Rimuovere con cura 150 microlitri del mezzo matrice superiore al 10% e aggiungere 200 microlitri di supporto EpH4 contenente HIP e matrice al 10% e per i controlli aggiungere un mezzo matrice al 10% senza HIP. Sostituire il mezzo ogni due giorni per un massimo di 10 giorni monitorando la formazione della mammosfera con microscopia a contrasto di fase. Per quantificare la differenziazione, pipettare con cura il mezzo HIP a matrice del 10% dai pozzi e risciacquare lo strato a matrice del 20% con 350 microlitri di PBS ghiacciato.
Quindi aggiungere da 70 a 100 microlitri di PBS ghiacciato con un EDTA millimolare direttamente nei pozzi e staccare delicatamente lo strato inferiore della matrice al 100% con una punta di pipetta. Agitare delicatamente il piatto a quattro gradi Celsius per 30 minuti. Trasferire con cura la sospensione dello sferoide su un tubo conico e sciacquare i pozzi con 500 microlitri di PBS EDTA per recuperare eventuali sferoidi rimanenti.

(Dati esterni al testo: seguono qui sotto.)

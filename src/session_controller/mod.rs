//! SessionController - the classifier session façade
//!
//! ## Responsibilities
//!
//! - Validate preconditions for every operator action
//! - Tear down the previous source before a new one is acquired
//! - Drive mode transitions and push status/results to the render sink
//! - Run the webcam inference loop and the one-shot upload inference
//!
//! ## Concurrency
//!
//! The controller runs as one task (`run`). Commands, engine completions and
//! frame-clock ticks are handled one at a time, so every transition is
//! atomic from a caller's point of view. At most one engine call is
//! outstanding; `settle` drains a stale call before a new source starts.

mod handle;
mod types;

pub use handle::{SessionCommand, SessionHandle};
pub use types::{CompletionOutcome, SessionConfig, SessionSnapshot, TickOutcome};

use futures::FutureExt;
use image::RgbImage;
use std::sync::Arc;
use tokio::sync::mpsc;
use tokio::time::{Instant, MissedTickBehavior};

use crate::camera_device::{Camera, CameraDevice};
use crate::error::{Error, Result};
use crate::inference_engine::{InferenceEngine, ModelLoader, ModelSource};
use crate::inference_loop::{Completion, InferenceLoop};
use crate::render_sink::{
    BusyView, EmptyReason, MediaView, ModeView, RenderEvent, RenderSink, ResultView,
    ANALYZING_IMAGE_TEXT, REQUESTING_CAMERA_TEXT,
};
use crate::resource_manager::{
    BlobStats, BlobStore, ImageFile, ImageReference, ResourceManager, SourceKind,
};
use crate::result_ranker::rank;
use crate::session_mode::{Mode, ModeMachine};

const WEBCAM_PREDICTION_FAILED: &str = "Prediction failed. Please restart the webcam.";
// SPDX-License-Identifier: MIT

//! Action envelope: the `{type, payload}` command unit delivered by the
//! deployment controller.

use serde::{Deserialize, Serialize};
use serde_json::{Map, Value};

use crate::error::ProtocolError;

/// One command from the controller. `kind` selects a handler; the payload
/// is opaque to the router and interpreted per handler.
#[derive(Debug, Clone, PartialEq, Serialize, Deserialize)]
pub struct ActionEnvelope {
    #[serde(rename = "type")]
    pub kind: String,

    /// Absent payloads deserialize as an empty object.
    #[serde(default)]
    pub payload: Map<String, Value>,
}

impl ActionEnvelope {
    pub fn new(kind: impl Into<String>, payload: Map<String, Value>) -> Self {
        Self { kind: kind.into(), payload }
    }

    /// Parse a single newline-framed JSON line.
    pub fn parse(line: &str) -> Result<Self, ProtocolError> {
        Ok(serde_json::from_str(line.trim())?)
    }

    /// Serialize to a single JSON line (without trailing newline).
    pub fn to_line(&self) -> Result<String, ProtocolError> {
        Ok(serde_json::to_string(self)?)
    }
}

#[cfg(test)]
#[path = "envelope_tests.rs"]
mod tests;
// SPDX-License-Identifier: MIT

//! Platform install collaborator: runs the install procedure shipped inside
//! an extracted bootstrap bundle.

use async_trait::async_trait;
use std::io;
use std::path::Path;
use tracing::info;

/// Name of the install script expected at the extracted bundle root.
pub const INSTALL_SCRIPT: &str = "install.sh";

/// Outcome of an install attempt. A non-success outcome is fatal to the
/// bootstrap that requested it.
#[derive(Debug, Clone, Copy, PartialEq, Eq)]
pub enum InstallOutcome {
    Success,
    Failed { code: Option<i32> },
}

impl InstallOutcome {
    pub fn is_success(&self) -> bool {
        matches!(self, InstallOutcome::Success)
    }
}

/// Install procedure collaborator.
#[async_trait]
pub trait Installer: Send + Sync {
    /// Run the install procedure with the extracted bundle contents.
    async fn install(&self, extracted_dir: &Path) -> io::Result<InstallOutcome>;
}

/// Runs `bash install.sh` inside the extracted bundle directory.
pub struct ScriptInstaller;

#[async_trait]
impl Installer for ScriptInstaller {
    async fn install(&self, extracted_dir: &Path) -> io::Result<InstallOutcome> {
        info!(dir = %extracted_dir.display(), "running install script");
        let status = tokio::process::Command::new("bash")
            .arg(INSTALL_SCRIPT)
            .current_dir(extracted_dir)
            .status()
            .await?;
        if status.success() {
            Ok(InstallOutcome::Success)
        } else {
            Ok(InstallOutcome::Failed { code: status.code() })
        }
    }
}
// SPDX-License-Identifier: MIT

//! wardend: per-node orchestration agent.

use tokio::signal::unix::{signal, SignalKind};
use tracing::{error, info};
use tracing_subscriber::EnvFilter;

use warden_daemon::lifecycle::{startup, Config};

#[tokio::main]
async fn main() {
    tracing_subscriber::fmt()
        .with_env_filter(EnvFilter::try_from_default_env().unwrap_or_else(|_| "info".into()))
        .init();

    let config = Config::from_env();
    let daemon = match startup(config).await {
        Ok(daemon) => daemon,
        Err(e) => {
            error!(error = %e, "daemon startup failed");
            std::process::exit(1);
        }
    };

    wait_for_shutdown().await;
    info!("shutting down");
    daemon.publisher.stop();
    daemon.cancel.cancel();
    let _ = daemon.listener_task.await;
}

async fn wait_for_shutdown() {
    let mut term = match signal(SignalKind::terminate()) {
        Ok(term) => term,
        Err(e) => {
            error!(error = %e, "unable to install SIGTERM handler");
            let _ = tokio::signal::ctrl_c().await;
            return;
        }
    };
    tokio::select! {
        _ = tokio::signal::ctrl_c() => {}
        _ = term.recv() => {}
    }
}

Dondolare il tubo sul ghiaccio per altri 30 minuti assicurandosi che la matrice si dissolva completamente. Se si vedono grumi a matrice visibile, aggiungere più PBS EDTA o agitare più a lungo. Centrifugare la soluzione a 350 volte g per pellettare gli sferoidi.
Quindi aspirare il supernatante, lisciviare gli sferoidi e sondare le cellule per la beta-caseina, la ciclina D1 e p120RasGAP mediante gonfiore occidentale. C'è una sorprendente dipendenza dalla differenziazione dalla forza del segnale Rac nelle cellule HC11. Mentre il CRAC1 endogeno è necessario per la differenziazione e bassi livelli di RacV12 attivati mutazionalemente causano un aumento della capacità di differenziazione, alti livelli di RacV12 innescano un blocco di differenziazione e inducono neoplasia.

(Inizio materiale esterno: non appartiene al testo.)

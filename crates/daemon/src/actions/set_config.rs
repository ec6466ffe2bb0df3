// SPDX-License-Identifier: MIT

//! Persist daemon configuration keys and restart the status publisher with
//! the new schedule. Each key is optional; a failed save is logged and the
//! remaining keys still apply.

use async_trait::async_trait;
use serde_json::{Map, Value};
use std::sync::Arc;
use tracing::{error, info};

use super::{ActionError, NodeAction};
use crate::publisher::StatusPublisher;
use crate::state::DaemonContext;

pub struct SetDaemonConfigAction {
    ctx: Arc<DaemonContext>,
    publisher: Arc<StatusPublisher>,
}

impl SetDaemonConfigAction {
    pub const TYPE: &'static str = "set-daemon-config";

    pub fn new(ctx: Arc<DaemonContext>, publisher: Arc<StatusPublisher>) -> Self {
        Self { ctx, publisher }
    }

    fn save(&self, key: &str, value: Value) {
        if !self.ctx.store.save(key, value) {
            error!(key, "failed to persist daemon config key");
        }
    }
}

#[async_trait]
impl NodeAction for SetDaemonConfigAction {
    async fn execute(&self, payload: Map<String, Value>) -> Result<(), ActionError> {
        info!("setting daemon config");

        if let Some(deployment) = payload.get("deployment-name").and_then(Value::as_str) {
            self.save("deployment", Value::from(deployment));
        }
        if let Some(genesis) = payload.get("genesis").and_then(Value::as_bool) {
            self.save("genesis", Value::from(genesis));
        }
        if let Some(app) = payload.get("app").and_then(Value::as_str) {
            self.save("app", Value::from(app));
        }

        let period = payload.get("period").and_then(Value::as_u64);
        if let Some(period) = period {
            self.save("period", Value::from(period));
        }
        let ttl_factor = payload.get("ttl-factor").and_then(Value::as_u64);
        if let Some(ttl_factor) = ttl_factor {
            self.save("ttl-factor", Value::from(ttl_factor));
        }

        self.publisher.start(period, ttl_factor);
        Ok(())
    }
}

#[cfg(test)]
#[path = "set_config_tests.rs"]
mod tests;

Quando le proprietà di differenziazione delle cellule EpH4 sono state esplorate in una coltura di matrice 3D, è stato scoperto che la produzione di beta-caseina ha raggiunto il picco da otto a 10 giorni e l'espressione di cyclin D1 era massima a quattro o sei giorni dopo la stimolazione HIP. Per determinare il posizionamento delle singole celle, sono state macchiate con DAPI e immagini con microscopia confocale. La morte cellulare interna e la formazione di lumen cavi sono state osservate nelle mammosfere mentre l'aggiunta di HGF ha portato alla formazione di strutture tubolari.
Qualcuno che esegue questa tecnica per la prima volta dovrebbe tenere a mente che la placcatura delle cellule HC11 è importante. Anche una corretta estrazione delle cellule EpH4 dalla matrice è fondamentale per la quantificazione delle proteine perché eventuali residui influenzeranno la determinazione delle proteine. Questa tecnica può essere utilizzata per indagare altri trasduttori di segnale che possono comportarsi in modo simile.
Se ci sono mutazioni del conducente in un cancro, la loro completa inibizione non sarà necessaria poiché bassi livelli rimanenti indurrebbero effettivamente la differenziazione.